Hello and welcome to a very special flight report! This report will cover my experience being on the second-to-last scheduled flight of the DC-9 in North America during one of the worst stretches of winter weather I can remember.
Background: This whole saga begins in August, 2013. I was traveling to Kansas City to visit family and flew Delta on an ELM-DTW-MCI routing. The DTW-MCI leg would be operated by a DC-9-50, a variant of the -9 on which I had not yet flown. I had only ever flown on the DC-9 once before, a -30, when I was very young flying ITH-ELM-PIT on US Air. I remember practically nothing from that first flight, but I do know that the DC-9 became my favorite aircraft over the years since. I was very much looking forward to flying the DC-9 again, and in a (middle) seat right between the engines in row 23 no less. The sound was fantastic, and made my middle seat less annoying.
N787NC resting at MCI before heading back to DTW.

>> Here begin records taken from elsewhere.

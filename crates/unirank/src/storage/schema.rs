//! `SQLite` schema definitions for unirank.
//!
//! One schema serves both the local key-value store and the shared note log,
//! so a single file can host either or both.

/// SQL statement to create the key-value table backing local storage.
pub const CREATE_KV_TABLE: &str = r"
CREATE TABLE IF NOT EXISTS kv (
    key TEXT PRIMARY KEY,
    value TEXT NOT NULL,
    updated_at TEXT NOT NULL DEFAULT (datetime('now'))
)
";

/// SQL statement to create the shared note log.
pub const CREATE_REMOTE_NOTES_TABLE: &str = r"
CREATE TABLE IF NOT EXISTS remote_notes (
    id INTEGER PRIMARY KEY AUTOINCREMENT,
    collection TEXT NOT NULL,
    author TEXT NOT NULL,
    university TEXT NOT NULL,
    text TEXT NOT NULL,
    rating INTEGER,
    timestamp INTEGER NOT NULL
)
";

/// SQL statement to index the note log for most-recent-first reads.
pub const CREATE_REMOTE_NOTES_INDEX: &str = r"
CREATE INDEX IF NOT EXISTS idx_remote_notes_collection_timestamp
ON remote_notes(collection, timestamp DESC)
";

/// SQL statement to create the metadata table for storing key-value pairs.
pub const CREATE_METADATA_TABLE: &str = r"
CREATE TABLE IF NOT EXISTS metadata (
    key TEXT PRIMARY KEY,
    value TEXT NOT NULL
)
";

/// All schema creation statements in order.
pub const SCHEMA_STATEMENTS: &[&str] = &[
    CREATE_KV_TABLE,
    CREATE_REMOTE_NOTES_TABLE,
    CREATE_REMOTE_NOTES_INDEX,
    CREATE_METADATA_TABLE,
];

#[cfg(test)]
mod tests {
    use super::*;

    #[test]
    fn test_schema_statements_not_empty() {
        assert!(!SCHEMA_STATEMENTS.is_empty());
        for stmt in SCHEMA_STATEMENTS {
            assert!(!stmt.trim().is_empty());
        }
    }

    #[test]
    fn test_kv_table_structure() {
        assert!(CREATE_KV_TABLE.contains("key TEXT PRIMARY KEY"));
        assert!(CREATE_KV_TABLE.contains("value TEXT NOT NULL"));
    }

    #[test]
    fn test_remote_notes_table_structure() {
        assert!(CREATE_REMOTE_NOTES_TABLE.contains("id INTEGER PRIMARY KEY AUTOINCREMENT"));
        assert!(CREATE_REMOTE_NOTES_TABLE.contains("collection TEXT NOT NULL"));
        assert!(CREATE_REMOTE_NOTES_TABLE.contains("timestamp INTEGER NOT NULL"));
    }
}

With their retirement imminent, I knew I had to try my best to get on the DC-9 one last time. In October 2013, I was looking to book a December day trip to somewhere in the southeast, like South Carolina, to catch the DC-9 out of Atlanta – by late 2013, Delta had relegated the small and shrinking-in-number DC-9 fleet there. However, while browsing a certain civil aviation forum, I saw a thread detailing Delta's retirement plans for the DC-9. On January 6, 2014, a single DC-9 would fly a special, circular route starting in Atlanta, then Chicago, Detroit, Minneapolis and back to Atlanta. The final two legs would have special flight numbers - DTW-MSP would be DL1965, the year that the DC-9 entered service for Delta, and MSP-ATL would be flight DL2014, the year the DC-9 exited service. I immediately started looking at ticket prices, and as expected, they were already very high for the individual legs. Only one leg of the special routing was reasonable for me to try and catch due to geography, DTW-MSP. I tried looking for a destination beyond MSP, hoping to get the price down and found that ELM-DTW-MSP-DEN would have a reasonable one-way fare, with the middle leg on DL1965. Another bonus would be that I could use a $250 United voucher I had to get home (the story behind that voucher is interesting in itself: two mechanical delays forced me to spend more than 12 hours, an entire day, in EWR) on a red-eye routing, DEN-EWR-ITH. I immediately went ahead and booked the trip before the prices could go up.
I will add that it was extremely satisfying to pay so little for a United ticket.
Trouble? We're a month out… The first snag hit with regards to this flight occurred in late November 2013. The flight times of DL1965 had changed, and Delta had changed my DTW-MSP leg to an MD-90-operated flight. During that time of the year, I was on a very late sleep schedule because of school, so when I noticed the flight changes at 3:00am, I gave the Delta customer service department a call. Much to my surprise, my call was answered right away by a very friendly agent. I explained my situation with the retirement flight, and she happily waived any change fees putting me back on flight 1965 and shifting me to an earlier flight out of Elmira in order to get to Detroit in time. I thanked her profusely, then checked the changes on the Delta iPhone app. I went to view the seat map for flight 1965 and was shocked to see seat 23F was open. Seat 23A/F is the holy grail of seats on the Delta DC-9-50s, the window seats right in front of the engines. I selected it went to sleep very pleased with the current flight situation.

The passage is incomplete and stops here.